Dès la fin des années 1990, les États pour construire et consolider le libéralisme mondialisé ont imposé sur l’ensemble de la planète son ordre destructeur des biens communs, le pillage des richesses planétaires et, parallèlement, ont mis en place des outils répressifs pour maintenir et développer une exploitation maximale et gérer une misère grandissante qui va s’abattre sur des franges de plus en plus importantes des populations.

Ceux et celles qui ne voulaient pas se résigner ont tenté de poursuivre leur combat mais de manière éclatée ; ici le logement, là les prisonniers, là encore les sans-papiers, les salariés, les précaires, les féministes… Mais rien pour les relier, rien pour trouver les points communs à toutes ces tentatives de résistance, pour construire ensemble… Il en va de la lutte comme des sciences et de toutes productions ; tout morceler, émietter, décomposer aboutit à ce que plus personne n’ait la compréhension du tout, qu’aucun projet politique n’émerge. Chacun, s’il détient désormais une part de la question – et donc du problème –, ne peut à lui seul le résoudre et se trouve renvoyé à son formidable isolement, à son impuissance.

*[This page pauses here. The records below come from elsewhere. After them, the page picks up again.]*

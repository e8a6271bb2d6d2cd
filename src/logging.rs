use chrono::Local;
use log::{LevelFilter, Metadata, Record};
use once_cell::sync::OnceCell;
use std::fs::{OpenOptions, create_dir_all};
use std::io::Write;
use std::path::{Path, PathBuf};

use crate::error::AppError;

pub const LOG_FILE: &str = "log.txt";

#[derive(Debug)]
struct FileLogger {
    log_file: PathBuf,
}

static LOGGER: OnceCell<FileLogger> = OnceCell::new();

impl log::Log for FileLogger {
    fn enabled(&self, metadata: &Metadata) -> bool {
        metadata.level() <= log::max_level()
    }

    fn log(&self, record: &Record) {
        if self.enabled(record.metadata()) {
            let log_entry = format_entry(record);
            if let Ok(mut file) = OpenOptions::new()
                .create(true)
                .append(true)
                .open(&self.log_file)
            {
                let _ = file.write_all(log_entry.as_bytes());
            }
        }
    }

    fn flush(&self) {}
}

fn format_entry(record: &Record) -> String {
    format!(
        "[{}] {} - {}\n",
        Local::now().format("%Y-%m-%d %H:%M:%S"),
        record.level(),
        record.args()
    )
}

/// Installs the process-wide file logger writing to `<log_dir>/log.txt`.
///
/// Starts at `Info`; call [`set_debug`] once settings are known.
pub fn init(log_dir: &Path) -> Result<(), AppError> {
    create_dir_all(log_dir)?;

    LOGGER
        .set(FileLogger {
            log_file: log_dir.join(LOG_FILE),
        })
        .map_err(|_| AppError::LoggerAlreadySet)?;

    let logger = LOGGER.get().ok_or(AppError::LoggerAlreadySet)?;
    log::set_logger(logger).map_err(|_| AppError::LoggerAlreadySet)?;
    log::set_max_level(level_for(false));
    Ok(())
}

pub fn set_debug(debug: bool) {
    log::set_max_level(level_for(debug));
}

fn level_for(debug: bool) -> LevelFilter {
    if debug {
        LevelFilter::Debug
    } else {
        LevelFilter::Info
    }
}

#[cfg(test)]
mod tests {
    use super::*;

    #[test]
    fn entries_carry_level_and_message() {
        let entry = format_entry(
            &Record::builder()
                .args(format_args!("turn ended"))
                .level(log::Level::Info)
                .build(),
        );
        assert!(entry.ends_with("INFO - turn ended\n"));
        assert!(entry.starts_with('['));
    }

    #[test]
    fn debug_setting_raises_the_level_after_init() {
        set_debug(true);
        assert_eq!(log::max_level(), LevelFilter::Debug);
        set_debug(false);
        assert_eq!(log::max_level(), LevelFilter::Info);
    }
}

En lieu et place de la lutte des classes se déclinent alors les groupes infinitaires, les comités de soutien, les collectifs informels, les communautés… Ne voulant ou ne pouvant plus changer les structures, chacun essaie de changer (un peu) son quotidien. Dans un monde qui s’uniformise et s’individualise l’identité, les modes de vie deviennent centraux. Les attentats du 11 septembre 2001 avaient déjà servi de prétexte au renforcement d’une offensive tous azimuts contre tout ce qui pourrait mettre en danger un système d’exploitation qui se veut toujours plus totalitaire et performant. Nous sommes tous des ennemis potentiels du nouvel ordre économique mondial.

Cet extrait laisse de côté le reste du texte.